How many lines of the data include the string "display"? State the number and nothing else.

[Source material Boundary: Start]

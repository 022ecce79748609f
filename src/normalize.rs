//! ASCII case normalization.
//!
//! All comparisons in this crate are done on uppercase bytes. Only `a`-`z`
//! are touched; digits, punctuation, uppercase letters and non-ASCII bytes
//! are left alone.

/// Uppercase a single byte if it is an ASCII lowercase letter.
#[inline]
pub fn upper_byte(b: u8) -> u8 {
    if b.is_ascii_lowercase() {
        b - b'a' + b'A'
    } else {
        b
    }
}

/// Uppercase `bytes` in place and hand the same slice back for chaining.
pub fn to_upper_in_place(bytes: &mut [u8]) -> &mut [u8] {
    for b in bytes.iter_mut() {
        *b = upper_byte(*b);
    }
    bytes
}

/// Uppercased copy of `word`. The input is left untouched.
pub fn to_upper(word: &str) -> String {
    // Only ASCII bytes change, so the result stays valid UTF-8.
    word.chars()
        .map(|c| if c.is_ascii() { upper_byte(c as u8) as char } else { c })
        .collect()
}
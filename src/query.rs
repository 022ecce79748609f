//! The four dictionary queries.
//!
//! Every query makes one fresh pass over the word list. Nothing is indexed
//! or cached between calls, so a [`Dictionary`] is only a path plus the
//! settings used when scanning it.

use std::io::BufRead;
use std::path::{Path, PathBuf};

use log::debug;

use crate::error::{DictionaryError, Result};
use crate::normalize::{to_upper, to_upper_in_place};
use crate::source::{self, Lines, OverflowPolicy};
use crate::LONGEST_WORD;

/// Outcome of looking a word up.
#[derive(Debug, Clone, Copy, PartialEq, Eq, Hash)]
pub enum WordStatus {
    /// The word is in the list
    Found,
    /// The word is not in the list
    NotFound,
}

impl WordStatus {
    /// `true` for [`WordStatus::Found`].
    pub fn is_found(self) -> bool {
        self == WordStatus::Found
    }
}

/// Summary of a word list.
///
/// `shortest` and `longest` are stored in a byte. Lengths above 255 wrap
/// modulo 256, so a 300 character line shows up as 44.
#[derive(Debug, Clone, Copy, PartialEq, Eq, Default)]
pub struct DictionaryInfo {
    pub shortest: u8,
    pub longest: u8,
    pub count: u64,
}

/// A word list on disk.
#[derive(Debug, Clone)]
pub struct Dictionary {
    path: PathBuf,
    overflow: OverflowPolicy,
}

impl Dictionary {
    /// Point at the word list at `path`. Nothing is opened until a query runs.
    pub fn new(path: impl Into<PathBuf>) -> Self {
        Self {
            path: path.into(),
            overflow: OverflowPolicy::default(),
        }
    }

    /// Builder form of [`Dictionary::set_overflow_policy`].
    pub fn with_overflow_policy(mut self, policy: OverflowPolicy) -> Self {
        self.overflow = policy;
        self
    }

    /// Choose how lines longer than [`LONGEST_WORD`] are handled.
    pub fn set_overflow_policy(&mut self, policy: OverflowPolicy) {
        self.overflow = policy;
    }

    /// Current overflow policy, [`OverflowPolicy::Reject`] unless changed.
    pub fn overflow_policy(&self) -> OverflowPolicy {
        self.overflow
    }

    /// Path of the word list.
    pub fn path(&self) -> &Path {
        &self.path
    }

    /// Count the words whose first letter is `letter`, ignoring case.
    pub fn words_starting_with(&self, letter: char) -> Result<u64> {
        let reader = source::open(&self.path)?;
        let count = words_starting_with_from_reader(reader, letter, self.overflow)?;
        debug!("{} words start with {:?} in {}", count, letter, self.path.display());
        Ok(count)
    }

    /// Look `word` up, ignoring case. Stops at the first match.
    pub fn spell_check(&self, word: &str) -> Result<WordStatus> {
        let reader = source::open(&self.path)?;
        let status = spell_check_from_reader(reader, word, self.overflow)?;
        debug!("{:?} is {:?} in {}", word, status, self.path.display());
        Ok(status)
    }

    /// Add the number of words of each length `0..=max_length` into
    /// `histogram`. Longer words are ignored.
    ///
    /// `histogram` is only ever incremented, so repeated calls accumulate.
    /// On error it is left exactly as it was.
    pub fn word_lengths(&self, histogram: &mut [u64], max_length: u8) -> Result<()> {
        check_histogram(histogram, max_length)?;
        let reader = source::open(&self.path)?;
        word_lengths_from_reader(reader, histogram, max_length)
    }

    /// Shortest and longest word length and the number of words.
    pub fn info(&self) -> Result<DictionaryInfo> {
        let reader = source::open(&self.path)?;
        let info = info_from_reader(reader)?;
        debug!("Summary of {}: {:?}", self.path.display(), info);
        Ok(info)
    }
}

/// [`Dictionary::words_starting_with`] over an already open reader.
pub fn words_starting_with_from_reader<R: BufRead>(
    reader: R,
    letter: char,
    policy: OverflowPolicy,
) -> Result<u64> {
    let mut encoded = [0u8; 4];
    let prefix = to_upper(letter.encode_utf8(&mut encoded)).into_bytes();

    let mut lines = Lines::new(reader);
    let mut count = 0u64;
    while let Some(word) = lines.next_word(policy)? {
        if to_upper_in_place(word).starts_with(&prefix) {
            count += 1;
        }
    }
    Ok(count)
}

/// [`Dictionary::spell_check`] over an already open reader.
pub fn spell_check_from_reader<R: BufRead>(
    reader: R,
    word: &str,
    policy: OverflowPolicy,
) -> Result<WordStatus> {
    let mut wanted = to_upper(word).into_bytes();
    if wanted.len() > LONGEST_WORD {
        match policy {
            OverflowPolicy::Truncate => wanted.truncate(LONGEST_WORD),
            // no stored word can be this long
            OverflowPolicy::Reject | OverflowPolicy::Skip => return Ok(WordStatus::NotFound),
        }
    }

    let mut lines = Lines::new(reader);
    while let Some(line) = lines.next_word(policy)? {
        if to_upper_in_place(line) == wanted.as_slice() {
            return Ok(WordStatus::Found);
        }
    }
    Ok(WordStatus::NotFound)
}

/// [`Dictionary::word_lengths`] over an already open reader. `histogram`
/// is unchanged if the read fails.
pub fn word_lengths_from_reader<R: BufRead>(
    reader: R,
    histogram: &mut [u64],
    max_length: u8,
) -> Result<()> {
    check_histogram(histogram, max_length)?;
    let max_length = usize::from(max_length);

    // the caller's histogram is only touched once the whole pass succeeded
    let mut counts = vec![0u64; max_length + 1];
    source::for_each_line_length(reader, |length| {
        if length <= max_length {
            counts[length] += 1;
        }
    })?;

    for (slot, count) in histogram.iter_mut().zip(counts) {
        *slot += count;
    }
    Ok(())
}

/// [`Dictionary::info`] over an already open reader.
pub fn info_from_reader<R: BufRead>(reader: R) -> Result<DictionaryInfo> {
    let mut lines = Lines::new(reader);
    let mut extremes: Option<(usize, usize)> = None;
    let mut count = 0u64;

    while let Some(length) = lines.next_length()? {
        extremes = Some(match extremes {
            None => (length, length),
            Some((shortest, longest)) => (
                if length < shortest { length } else { shortest },
                if length > longest { length } else { longest },
            ),
        });
        count += 1;
    }

    let (shortest, longest) = extremes.unwrap_or((0, 0));
    Ok(DictionaryInfo {
        // wraps modulo 256
        shortest: shortest as u8,
        longest: longest as u8,
        count,
    })
}

fn check_histogram(histogram: &[u64], max_length: u8) -> Result<()> {
    let required = usize::from(max_length) + 1;
    if histogram.len() < required {
        return Err(DictionaryError::HistogramTooSmall {
            required,
            actual: histogram.len(),
        });
    }
    Ok(())
}
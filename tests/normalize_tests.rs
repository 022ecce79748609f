use wordlist_query::{to_upper, to_upper_in_place, upper_byte};

fn ascii_samples() -> Vec<String> {
    vec![
        String::new(),
        "cat".to_string(),
        "Hello, World!".to_string(),
        "ALREADY UPPER".to_string(),
        "mIxEd123_case".to_string(),
        "`az{AZ@[".to_string(),
        (0u8..128).map(char::from).collect(),
    ]
}

#[test]
fn test_lowercase_becomes_uppercase() {
    assert_eq!(to_upper("abcxyz"), "ABCXYZ");
    assert_eq!(upper_byte(b'q'), b'Q');
}

#[test]
fn test_boundaries_of_lowercase_range() {
    // '`' sits just before 'a' and '{' just after 'z'
    assert_eq!(upper_byte(b'`'), b'`');
    assert_eq!(upper_byte(b'{'), b'{');
    assert_eq!(upper_byte(b'a'), b'A');
    assert_eq!(upper_byte(b'z'), b'Z');
}

#[test]
fn test_normalize_is_idempotent() {
    for s in ascii_samples() {
        let once = to_upper(&s);
        assert_eq!(to_upper(&once), once, "input {:?}", s);
    }
}

#[test]
fn test_no_lowercase_is_identity() {
    for s in ascii_samples() {
        let without_lower: String = s.chars().filter(|c| !c.is_ascii_lowercase()).collect();
        assert_eq!(to_upper(&without_lower), without_lower);
    }
}

#[test]
fn test_in_place_matches_copy() {
    for s in ascii_samples() {
        let mut bytes = s.clone().into_bytes();
        to_upper_in_place(&mut bytes);
        assert_eq!(bytes, to_upper(&s).into_bytes());
    }
}

#[test]
fn test_copy_leaves_input_alone() {
    let word = String::from("fish");
    let upper = to_upper(&word);
    assert_eq!(word, "fish");
    assert_eq!(upper, "FISH");
}

#[test]
fn test_non_ascii_untouched() {
    assert_eq!(to_upper("café"), "CAFé");
    let mut bytes = vec![0xC3, 0xA9, b'a'];
    assert_eq!(to_upper_in_place(&mut bytes), &[0xC3, 0xA9, b'A']);
}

[Source material Boundary: End]

Response area →
3